Task details -> Copy out the entries that follow, unchanged.
++++++++++
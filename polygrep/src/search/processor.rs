use crossbeam_channel::Sender;
use dashmap::DashSet;
use glob::Pattern;
use rayon::prelude::*;
use ignore::DirEntry;
use rayon::ThreadPoolBuilder;
use std::any::Any;
use std::collections::{BTreeSet, HashSet};
use std::num::NonZeroUsize;
use std::panic::{self, AssertUnwindSafe};
use std::path::{Path, PathBuf};
use std::sync::Arc;
use tracing::{debug, trace, warn};

use super::classifier::{dotted_extension, FileType};
use super::matcher::PatternMatcher;
use crate::errors::{SearchError, SearchResult};
use crate::extract::{FormatReader, ReadOptions};
use crate::filters::{matches_file_type, walk_error_path, walk_root, IgnoreSpec};
use crate::metrics::SearchMetrics;
use crate::results::{ExtractorOutput, FileError, FileErrorKind, FileResult};

/// Run-wide state shared read-only by every extractor
#[derive(Debug, Clone)]
pub struct ExtractorContext {
    pub matcher: Arc<PatternMatcher>,
    pub ignore_spec: Option<Arc<IgnoreSpec>>,
    pub metrics: SearchMetrics,
    pub read_options: ReadOptions,
    pub ignore_errors: bool,
    pub list_only: bool,
    pub thread_count: NonZeroUsize,
    /// Files already taken by an earlier (type, root) pair of this run
    pub claimed: Arc<DashSet<PathBuf>>,
    /// Dispatched types that have a dedicated reader. A file of one of these
    /// types is only taken by the extractor for exactly that type.
    pub routed_types: Arc<BTreeSet<FileType>>,
}

/// Searches every file of one type under one root.
///
/// Files are processed on a worker pool that lives only for the duration of
/// [`Extractor::search`]. Failures are isolated per file and returned as
/// [`FileError`]s alongside the results.
pub struct Extractor {
    file_type: FileType,
    type_glob: Pattern,
    root: PathBuf,
    reader: Arc<dyn FormatReader>,
    context: Arc<ExtractorContext>,
}

impl Extractor {
    pub fn new(
        file_type: FileType,
        root: impl Into<PathBuf>,
        reader: Arc<dyn FormatReader>,
        context: Arc<ExtractorContext>,
    ) -> SearchResult<Self> {
        let type_glob = file_type.pattern()?;
        Ok(Self {
            file_type,
            type_glob,
            root: root.into(),
            reader,
            context,
        })
    }

    pub fn file_type(&self) -> &FileType {
        &self.file_type
    }

    pub fn root(&self) -> &Path {
        &self.root
    }

    /// Enumerates, processes and collects. Never fails as a whole.
    pub fn search(&self) -> ExtractorOutput {
        self.search_entries(walk_root(&self.root, self.context.ignore_spec.clone()))
    }

    fn search_entries<I>(&self, entries: I) -> ExtractorOutput
    where
        I: IntoIterator<Item = Result<DirEntry, ignore::Error>>,
    {
        let metrics = &self.context.metrics;
        metrics.record_extractor_run();

        let (error_tx, error_rx) = crossbeam_channel::unbounded();
        let files = self.enumerate(entries, &error_tx);
        metrics.record_enumerated(files.len() as u64);
        debug!(
            "{} found {} {} files under {}",
            self.reader.name(),
            files.len(),
            self.file_type,
            self.root.display()
        );

        let mut output = ExtractorOutput::default();
        if !files.is_empty() {
            match self.build_pool() {
                Ok(pool) => {
                    output.results = pool.install(|| {
                        files
                            .par_iter()
                            .flat_map_iter(|path| self.process_isolated(path, &error_tx))
                            .collect()
                    });
                    output.files_searched = files.len();
                }
                Err(err) => {
                    let _ = error_tx.send(FileError::new(
                        &self.root,
                        FileErrorKind::Extraction,
                        err.to_string(),
                    ));
                }
            }
        }

        // All senders must be gone before draining
        drop(error_tx);
        output.errors = error_rx.iter().collect();

        output
            .results
            .sort_by(|a, b| (&a.path, &a.location).cmp(&(&b.path, &b.location)));
        output.errors.sort_by(|a, b| a.path.cmp(&b.path));
        self.report_errors(&output.errors);
        output
    }

    fn build_pool(&self) -> SearchResult<rayon::ThreadPool> {
        ThreadPoolBuilder::new()
            .num_threads(self.context.thread_count.get())
            .thread_name(|i| format!("polygrep-worker-{}", i))
            .build()
            .map_err(|e| SearchError::worker_pool(e.to_string()))
    }

    /// Regular files under the root whose name matches the type glob
    fn enumerate<I>(&self, entries: I, error_tx: &Sender<FileError>) -> Vec<PathBuf>
    where
        I: IntoIterator<Item = Result<DirEntry, ignore::Error>>,
    {
        let mut files = Vec::new();
        for entry in entries {
            match entry {
                Ok(entry) => {
                    if !entry.file_type().is_some_and(|ft| ft.is_file())
                        || !matches_file_type(entry.path(), &self.type_glob)
                    {
                        continue;
                    }
                    let path = entry.into_path();
                    if !self.owns(&path) {
                        trace!("{} left to its own extractor", path.display());
                    } else if self.context.claimed.insert(path.clone()) {
                        files.push(path);
                    } else {
                        trace!("{} already searched", path.display());
                    }
                }
                Err(err) => {
                    self.context.metrics.record_enumeration_error();
                    let path = walk_error_path(&err, &self.root);
                    let _ = error_tx.send(FileError::new(
                        path,
                        FileErrorKind::Enumeration,
                        SearchError::from(err).to_string(),
                    ));
                }
            }
        }
        files
    }

    /// False if another extractor of this run is dedicated to the file's type
    fn owns(&self, path: &Path) -> bool {
        match dotted_extension(path) {
            Some(ext) => {
                let own_type = FileType::from_extension(&ext);
                own_type == self.file_type || !self.context.routed_types.contains(&own_type)
            }
            None => true,
        }
    }

    /// Processes one file, turning any error or panic into a FileError
    fn process_isolated(&self, path: &Path, error_tx: &Sender<FileError>) -> Vec<FileResult> {
        let outcome = panic::catch_unwind(AssertUnwindSafe(|| self.process_file(path)));
        let err = match outcome {
            Ok(Ok(results)) => return results,
            Ok(Err(err)) => err,
            Err(payload) => SearchError::extractor_panic(path, panic_message(payload.as_ref())),
        };

        self.context.metrics.record_file_failed();
        let _ = error_tx.send(FileError::new(
            path,
            FileErrorKind::Extraction,
            err.to_string(),
        ));
        Vec::new()
    }

    fn process_file(&self, path: &Path) -> SearchResult<Vec<FileResult>> {
        trace!("Processing {} with {}", path.display(), self.reader.name());
        let document = self.reader.read(path, &self.context.read_options)?;
        self.context
            .metrics
            .record_file_processed(document.units.len() as u64, document.bytes_read);

        let list_only = self.context.list_only;
        let mut results = Vec::new();
        let mut reported = HashSet::new();
        for unit in &document.units {
            for result in self
                .context
                .matcher
                .evaluate(&unit.text, path, &unit.location, list_only)
            {
                // File-level results are reported once per search string
                if result.is_file_only() && !reported.insert(result.search_string.clone()) {
                    continue;
                }
                results.push(result);
            }
        }
        Ok(results)
    }

    fn report_errors(&self, errors: &[FileError]) {
        for error in errors {
            if self.context.ignore_errors {
                debug!("{}", error);
            } else {
                warn!("{}", error);
            }
        }
    }
}

fn panic_message(payload: &(dyn Any + Send)) -> String {
    if let Some(s) = payload.downcast_ref::<&str>() {
        s.to_string()
    } else if let Some(s) = payload.downcast_ref::<String>() {
        s.clone()
    } else {
        "unknown panic".to_string()
    }
}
++++++++++
Exercise answer ->
filename polygrep/src/search/processor.rs
use crossbeam_channel::Sender;
use dashmap::DashSet;
use glob::Pattern;
use rayon::prelude::*;
use ignore::DirEntry;
use rayon::ThreadPoolBuilder;
use std::any::Any;
use std::collections::{BTreeSet, HashSet};
use std::num::NonZeroUsize;
use std::panic::{self, AssertUnwindSafe};
use std::path::{Path, PathBuf};
use std::sync::Arc;
use tracing::{debug, trace, warn};

use super::classifier::{dotted_extension, FileType};
use super::matcher::PatternMatcher;
use crate::errors::{SearchError, SearchResult};
use crate::extract::{FormatReader, ReadOptions};
use crate::filters::{matches_file_type, walk_error_path, walk_root, IgnoreSpec};
use crate::metrics::SearchMetrics;
use crate::results::{ExtractorOutput, FileError, FileErrorKind, FileResult};

/// Run-wide state shared read-only by every extractor
#[derive(Debug, Clone)]
pub struct ExtractorContext {
    pub matcher: Arc<PatternMatcher>,
    pub ignore_spec: Option<Arc<IgnoreSpec>>,
    pub metrics: SearchMetrics,
    pub read_options: ReadOptions,
    pub ignore_errors: bool,
    pub list_only: bool,
    pub thread_count: NonZeroUsize,
    /// Files already taken by an earlier (type, root) pair of this run
    pub claimed: Arc<DashSet<PathBuf>>,
    /// Dispatched types that have a dedicated reader. A file of one of these
    /// types is only taken by the extractor for exactly that type.
    pub routed_types: Arc<BTreeSet<FileType>>,
}

/// Searches every file of one type under one root.
///
/// Files are processed on a worker pool that lives only for the duration of
/// [`Extractor::search`]. Failures are isolated per file and returned as
/// [`FileError`]s alongside the results.
pub struct Extractor {
    file_type: FileType,
    type_glob: Pattern,
    root: PathBuf,
    reader: Arc<dyn FormatReader>,
    context: Arc<ExtractorContext>,
}

impl Extractor {
    pub fn new(
        file_type: FileType,
        root: impl Into<PathBuf>,
        reader: Arc<dyn FormatReader>,
        context: Arc<ExtractorContext>,
    ) -> SearchResult<Self> {
        let type_glob = file_type.pattern()?;
        Ok(Self {
            file_type,
            type_glob,
            root: root.into(),
            reader,
            context,
        })
    }

    pub fn file_type(&self) -> &FileType {
        &self.file_type
    }

    pub fn root(&self) -> &Path {
        &self.root
    }

    /// Enumerates, processes and collects. Never fails as a whole.
    pub fn search(&self) -> ExtractorOutput {
        self.search_entries(walk_root(&self.root, self.context.ignore_spec.clone()))
    }

    fn search_entries<I>(&self, entries: I) -> ExtractorOutput
    where
        I: IntoIterator<Item = Result<DirEntry, ignore::Error>>,
    {
        let metrics = &self.context.metrics;
        metrics.record_extractor_run();

        let (error_tx, error_rx) = crossbeam_channel::unbounded();
        let files = self.enumerate(entries, &error_tx);
        metrics.record_enumerated(files.len() as u64);
        debug!(
            "{} found {} {} files under {}",
            self.reader.name(),
            files.len(),
            self.file_type,
            self.root.display()
        );

        let mut output = ExtractorOutput::default();
        if !files.is_empty() {
            match self.build_pool() {
                Ok(pool) => {
                    output.results = pool.install(|| {
                        files
                            .par_iter()
                            .flat_map_iter(|path| self.process_isolated(path, &error_tx))
                            .collect()
                    });
                    output.files_searched = files.len();
                }
                Err(err) => {
                    let _ = error_tx.send(FileError::new(
                        &self.root,
                        FileErrorKind::Extraction,
                        err.to_string(),
                    ));
                }
            }
        }

        // All senders must be gone before draining
        drop(error_tx);
        output.errors = error_rx.iter().collect();

        output
            .results
            .sort_by(|a, b| (&a.path, &a.location).cmp(&(&b.path, &b.location)));
        output.errors.sort_by(|a, b| a.path.cmp(&b.path));
        self.report_errors(&output.errors);
        output
    }

    fn build_pool(&self) -> SearchResult<rayon::ThreadPool> {
        ThreadPoolBuilder::new()
            .num_threads(self.context.thread_count.get())
            .thread_name(|i| format!("polygrep-worker-{}", i))
            .build()
            .map_err(|e| SearchError::worker_pool(e.to_string()))
    }

    /// Regular files under the root whose name matches the type glob
    fn enumerate<I>(&self, entries: I, error_tx: &Sender<FileError>) -> Vec<PathBuf>
    where
        I: IntoIterator<Item = Result<DirEntry, ignore::Error>>,
    {
        let mut files = Vec::new();
        for entry in entries {
            match entry {
                Ok(entry) => {
                    if !entry.file_type().is_some_and(|ft| ft.is_file())
                        || !matches_file_type(entry.path(), &self.type_glob)
                    {
                        continue;
                    }
                    let path = entry.into_path();
                    if !self.owns(&path) {
                        trace!("{} left to its own extractor", path.display());
                    } else if self.context.claimed.insert(path.clone()) {
                        files.push(path);
                    } else {
                        trace!("{} already searched", path.display());
                    }
                }
                Err(err) => {
                    self.context.metrics.record_enumeration_error();
                    let path = walk_error_path(&err, &self.root);
                    let _ = error_tx.send(FileError::new(
                        path,
                        FileErrorKind::Enumeration,
                        SearchError::from(err).to_string(),
                    ));
                }
            }
        }
        files
    }

    /// False if another extractor of this run is dedicated to the file's type
    fn owns(&self, path: &Path) -> bool {
        match dotted_extension(path) {
            Some(ext) => {
                let own_type = FileType::from_extension(&ext);
                own_type == self.file_type || !self.context.routed_types.contains(&own_type)
            }
            None => true,
        }
    }

    /// Processes one file, turning any error or panic into a FileError
    fn process_isolated(&self, path: &Path, error_tx: &Sender<FileError>) -> Vec<FileResult> {
        let outcome = panic::catch_unwind(AssertUnwindSafe(|| self.process_file(path)));
        let err = match outcome {
            Ok(Ok(results)) => return results,
            Ok(Err(err)) => err,
            Err(payload) => SearchError::extractor_panic(path, panic_message(payload.as_ref())),
        };

        self.context.metrics.record_file_failed();
        let _ = error_tx.send(FileError::new(
            path,
            FileErrorKind::Extraction,
            err.to_string(),
        ));
        Vec::new()
    }

    fn process_file(&self, path: &Path) -> SearchResult<Vec<FileResult>> {
        trace!("Processing {} with {}", path.display(), self.reader.name());
        let document = self.reader.read(path, &self.context.read_options)?;
        self.context
            .metrics
            .record_file_processed(document.units.len() as u64, document.bytes_read);

        let list_only = self.context.list_only;
        let mut results = Vec::new();
        let mut reported = HashSet::new();
        for unit in &document.units {
            for result in self
                .context
                .matcher
                .evaluate(&unit.text, path, &unit.location, list_only)
            {
                // File-level results are reported once per search string
                if result.is_file_only() && !reported.insert(result.search_string.clone()) {
                    continue;
                }
                results.push(result);
            }
        }
        Ok(results)
    }

    fn report_errors(&self, errors: &[FileError]) {
        for error in errors {
            if self.context.ignore_errors {
                debug!("{}", error);
            } else {
                warn!("{}", error);
            }
        }
    }
}

fn panic_message(payload: &(dyn Any + Send)) -> String {
    if let Some(s) = payload.downcast_ref::<&str>() {
        s.to_string()
    } else if let Some(s) = payload.downcast_ref::<String>() {
        s.clone()
    } else {
        "unknown panic".to_string()
    }
}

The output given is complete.